Regret, divorce, compromise
It’s not all good times with the New Kids on the Block

Donnie Wahlberg, he’s got my back against the wall. I’m about halfway through a shockingly candid and interesting interview with the New Kid on the Block/actor and I ask him if he wants to write more serious lyrics than those found on the band’s comeback disc, the Block. I bring up a particularly taste-offending couplet in “2 in the Morning,” where Wahlberg sings “I gotta know if you’re mad at me/before Grey’s Anatomy.”
“What do you mean?” Wahlberg asks after a silence; I don’t really know what to say. I mutter, “It just seems so… kind of…” I fear this could be the end of the interview, but Wahlberg sets the record straight.
“It was written about my wife and my break-up,” he says. “We basically spent a summer not communicating. Pretty much every night we wouldn’t talk until two in the morning. I was sleeping on the couch and she was up in the bedroom. I’d send her a text saying, ‘Are we gonna talk or do you wanna sleep?’ And most nights she said, ‘I’m going to sleep.’” Wahlberg sounds distant and intense; I realize I’ve brought up the wrong lyric. “I just couldn’t compete with Grey’s Anatomy that summer,” he says.
He admits that although the lyric I mentioned is not a good example, there are plenty of “goofball lyrics” on the disc. It’s something he feels the band didn’t really think about: people might not want to hear a 39-year-old man singing about being “your boyfriend.”
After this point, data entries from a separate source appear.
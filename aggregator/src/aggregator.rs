use anyhow::{Context, Result};
use common::{
    Aggregator, Delivery, HttpBus, MessageBus, Progress, ResultMessage, Settings, RESULTS_QUEUE,
    SINK_QUEUE,
};
use std::{
    sync::Arc,
    time::{Duration, Instant},
};
use tokio::sync::watch;
use tracing::{debug, error, info, warn};
use tracing_subscriber::EnvFilter;

/// Intentos de publicar un resultado agregado antes de rendirse.
const SINK_PUBLISH_ATTEMPTS: u32 = 3;
const RETRY_BACKOFF: Duration = Duration::from_millis(500);

/// Tiempos del loop del aggregator.
#[derive(Debug, Clone, Copy)]
pub struct LoopConfig {
    pub poll_timeout: Duration,
    pub sweep_interval: Duration,
    pub task_ttl: Duration,
}

impl From<&Settings> for LoopConfig {
    fn from(s: &Settings) -> Self {
        Self {
            poll_timeout: s.poll_timeout,
            sweep_interval: s.sweep_interval,
            task_ttl: s.task_ttl,
        }
    }
}

/// Entrega un parcial al motor y, si la tarea se completó, publica el
/// resultado agregado. Devuelve el progreso para logs y tests; `Err` solo si
/// el resultado no llegó al sink (la tarea queda como antes del parcial).
pub async fn handle_delivery(
    bus: &dyn MessageBus,
    engine: &mut Aggregator,
    delivery: &Delivery,
    now: Instant,
) -> Result<Option<Progress>> {
    let partial = match ResultMessage::from_json(&delivery.body) {
        Ok(p) => p,
        Err(e) => {
            error!("resultado parcial inválido (tag {}): {}", delivery.tag, e);
            return Ok(None);
        }
    };

    let task_id = partial.task_id;
    let kind = partial.kind;
    let progress = match engine.on_partial_result(partial, now) {
        Ok(p) => p,
        Err(e) => {
            error!("task {} ({}): {}, parcial descartado", task_id, kind, e);
            return Ok(None);
        }
    };

    match &progress {
        Progress::InFlight { received, total } => {
            info!("task {} ({}): {}/{} secciones", task_id, kind, received, total);
        }
        Progress::Complete(result) => {
            if let Err(e) = publish_final(bus, result).await {
                engine.rollback(task_id);
                return Err(e);
            }
            engine.commit(task_id, now);
            info!(
                "[TASK COMPLETE] task {} ({}): {} secciones",
                task_id, kind, result.sections_count
            );
        }
        Progress::Duplicate => debug!("task {}: lote repetido, se ignora", task_id),
        Progress::Late => debug!("task {}: parcial tardío de una tarea ya emitida", task_id),
    }

    Ok(Some(progress))
}

async fn publish_final(bus: &dyn MessageBus, result: &ResultMessage) -> Result<()> {
    let body = result.to_json();
    let mut attempt = 1;
    loop {
        match bus.publish(SINK_QUEUE, body.clone()).await {
            Ok(()) => return Ok(()),
            Err(e) if attempt < SINK_PUBLISH_ATTEMPTS => {
                warn!(
                    "publicando task {} al sink (intento {}/{}): {:#}",
                    result.task_id, attempt, SINK_PUBLISH_ATTEMPTS, e
                );
                tokio::time::sleep(RETRY_BACKOFF).await;
                attempt += 1;
            }
            Err(e) => {
                return Err(e.context(format!(
                    "task {}: el sink no aceptó el resultado tras {} intentos",
                    result.task_id, SINK_PUBLISH_ATTEMPTS
                )))
            }
        }
    }
}

/// Loop único dueño del `Aggregator`: recibe parciales, los agrega y barre
/// tareas viejas cada `sweep_interval`. Un error de transporte con el master
/// termina el loop; el parcial en curso se devuelve a la cola.
pub async fn run_loop(
    bus: Arc<dyn MessageBus>,
    config: LoopConfig,
    shutdown: watch::Receiver<bool>,
) -> Result<Aggregator> {
    let mut engine = Aggregator::new();
    let mut last_sweep = Instant::now();

    info!("aggregator escuchando {}", RESULTS_QUEUE);

    while !*shutdown.borrow() {
        if last_sweep.elapsed() >= config.sweep_interval {
            let evicted = engine.sweep_stale(Instant::now(), config.task_ttl);
            if !evicted.is_empty() {
                warn!("tareas descartadas por TTL: {:?}", evicted);
            }
            last_sweep = Instant::now();
        }

        let Some(delivery) = bus
            .receive(RESULTS_QUEUE, config.poll_timeout)
            .await
            .with_context(|| format!("recibiendo de {RESULTS_QUEUE}"))?
        else {
            continue;
        };

        if let Err(e) = handle_delivery(bus.as_ref(), &mut engine, &delivery, Instant::now()).await
        {
            if let Err(nack) = bus.nack(RESULTS_QUEUE, delivery.tag, true).await {
                warn!("no se pudo devolver tag {}: {:#}", delivery.tag, nack);
            }
            return Err(e);
        }

        if let Err(e) = bus.ack(RESULTS_QUEUE, delivery.tag).await {
            // lease vencido: la reentrega vuelve como Duplicate o Late
            warn!("no se pudo confirmar tag {}: {:#}", delivery.tag, e);
        }
    }

    info!("aggregator detenido con {} tareas pendientes", engine.pending());
    Ok(engine)
}

pub async fn run() -> Result<()> {
    tracing_subscriber::fmt()
        .with_env_filter(
            EnvFilter::try_from_default_env()
                .unwrap_or_else(|_| EnvFilter::new("aggregator=debug,common=info")),
        )
        .init();

    let settings = Settings::from_env();
    let http = HttpBus::new(settings.master_url.clone());
    http.health().await?;
    info!("aggregator contra {}", settings.master_url);

    let bus: Arc<dyn MessageBus> = Arc::new(http);
    let (tx, rx) = watch::channel(false);
    let mut handle = tokio::spawn(run_loop(bus, LoopConfig::from(&settings), rx));

    tokio::select! {
        res = tokio::signal::ctrl_c() => {
            res?;
            info!("aggregator: ctrl-c recibido");
            let _ = tx.send(true);
            handle.await??;
        }
        res = &mut handle => {
            res??;
        }
    }
    Ok(())
}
“Music comes on certain stations and it’s young people listening to it; some of them are gonna like it and not care, and some of them are going to say, ‘I don’t wanna hear those guys singing it, I want to hear the Jonas Brothers sing that shit.’ But if we do another [album], I think your point is well taken and we may take a different approach, but certainly not because we have regret.”
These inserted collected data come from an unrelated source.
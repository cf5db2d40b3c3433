use crate::message::Sentence;

/// Cuenta corridas maximales de caracteres que no son espacio ni de control.
pub fn count_words(text: &str) -> u64 {
    let mut count = 0;
    let mut in_word = false;

    for c in text.chars() {
        if c.is_whitespace() || c.is_control() {
            in_word = false;
        } else if !in_word {
            in_word = true;
            count += 1;
        }
    }

    count
}

fn is_word_char(c: char) -> bool {
    c.is_alphanumeric() || c == '\'' || c == '-'
}

fn is_joiner(c: char) -> bool {
    c == '\'' || c == '-'
}

/// Tokeniza en palabras alfanuméricas en minúscula.
/// Apóstrofe y guión cuentan sólo dentro de la palabra ("it's", "well-known").
pub fn extract_words(text: &str) -> Vec<String> {
    text.split(|c: char| !is_word_char(c))
        .map(|raw| raw.trim_matches(is_joiner))
        .filter(|w| !w.is_empty())
        .map(|w| w.to_lowercase())
        .collect()
}

/// Corta en oraciones en `.`, `!` o `?` cuando sigue fin de texto, un espacio,
/// o una mayúscula dos caracteres más adelante. Heurística, no gramática.
pub fn split_sentences(text: &str) -> Vec<Sentence> {
    let chars: Vec<char> = text.chars().collect();
    let mut out = Vec::new();
    let mut start = 0;

    for (i, &c) in chars.iter().enumerate() {
        if !matches!(c, '.' | '!' | '?') {
            continue;
        }

        let at_end = i + 1 >= chars.len();
        let space_next = chars.get(i + 1).is_some_and(|n| n.is_whitespace());
        let upper_ahead = chars.get(i + 2).is_some_and(|n| n.is_uppercase());

        if at_end || space_next || upper_ahead {
            push_sentence(&mut out, &chars[start..=i]);
            start = i + 1;
        }
    }

    if start < chars.len() {
        push_sentence(&mut out, &chars[start..]);
    }

    out
}

fn push_sentence(out: &mut Vec<Sentence>, chars: &[char]) {
    let raw: String = chars.iter().collect();
    let trimmed = raw.trim();
    if !trimmed.is_empty() {
        out.push(Sentence {
            length: trimmed.chars().count() as u64,
            text: trimmed.to_string(),
        });
    }
}

#[cfg(test)]
mod tests {
    use super::*;

    #[test]
    fn count_words_cuenta_corridas_sin_espacios() {
        assert_eq!(count_words(""), 0);
        assert_eq!(count_words("   \n\t "), 0);
        assert_eq!(count_words("Hola, mundo!"), 2);
        assert_eq!(count_words("  uno\tdos\r\ntres  "), 3);
        assert_eq!(count_words("a\u{0007}b"), 2);
        assert_eq!(count_words("año ñandú"), 2);
    }

    #[test]
    fn extract_words_normaliza_y_respeta_apostrofes() {
        assert_eq!(
            extract_words("It's a WELL-known fact -- 'quoted' words, 42 times!"),
            vec!["it's", "a", "well-known", "fact", "quoted", "words", "42", "times"]
        );
        assert!(extract_words("... -- ''").is_empty());
    }

    #[test]
    fn split_sentences_corta_en_puntuacion() {
        let s = split_sentences("Hola mundo. ¿Qué tal?Bien!  Fin sin punto");
        let texts: Vec<&str> = s.iter().map(|x| x.text.as_str()).collect();
        assert_eq!(texts, vec!["Hola mundo.", "¿Qué tal?Bien!", "Fin sin punto"]);
        assert_eq!(s[0].length, 11);
    }

    #[test]
    fn split_sentences_mayuscula_dos_adelante() {
        let s = split_sentences("Dijo.\"Vamos\" y se fue.");
        let texts: Vec<&str> = s.iter().map(|x| x.text.as_str()).collect();
        assert_eq!(texts, vec!["Dijo.", "\"Vamos\" y se fue."]);
    }

    #[test]
    fn split_sentences_descarta_vacias() {
        assert!(split_sentences("").is_empty());
        assert!(split_sentences("   ").is_empty());
        let s = split_sentences("Uno. . Dos.");
        let texts: Vec<&str> = s.iter().map(|x| x.text.as_str()).collect();
        assert_eq!(texts, vec!["Uno.", ".", "Dos."]);
    }
}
Regret: something Wahlberg does feel about some of the decisions the band made when they were younger. Not that, say, pillow cases negate musical credibility, but . . . they didn’t help.
“We tried to stay as on top of things as possible,” he says. “It’s just . . . it was so big, you know? When something gets that big it’s really out of control; you have to do all you can just to keep your sanity and not forget who you are. Our mentality started to be, look, it may not last forever but we’d like to have some dignity when it’s done. So enough with the bullshit. Enough with the pink slippers and the cereal and the cartoons. It’s enough . . . it’s enough. We made enough compromises and did enough things that we look back on with some regret . . .” Wahlberg pauses, sounds intense again; I find it hard to believe this is the once-teen heartthrob of a time past; he sounds like a man whose eyes are locked in the thousand-mile stare as we speak; a man who may be talking about his divorce or may be talking about his band’s past when he finishes his sentence: “at some point we said enough is enough.” And he says it with such intensity that I just leave it at that.
-Greg Pratt

1 comment:

  1. That is some gold right there.
    NKOTB were supposed to be an uplifting experience. Another fantasy blown apart.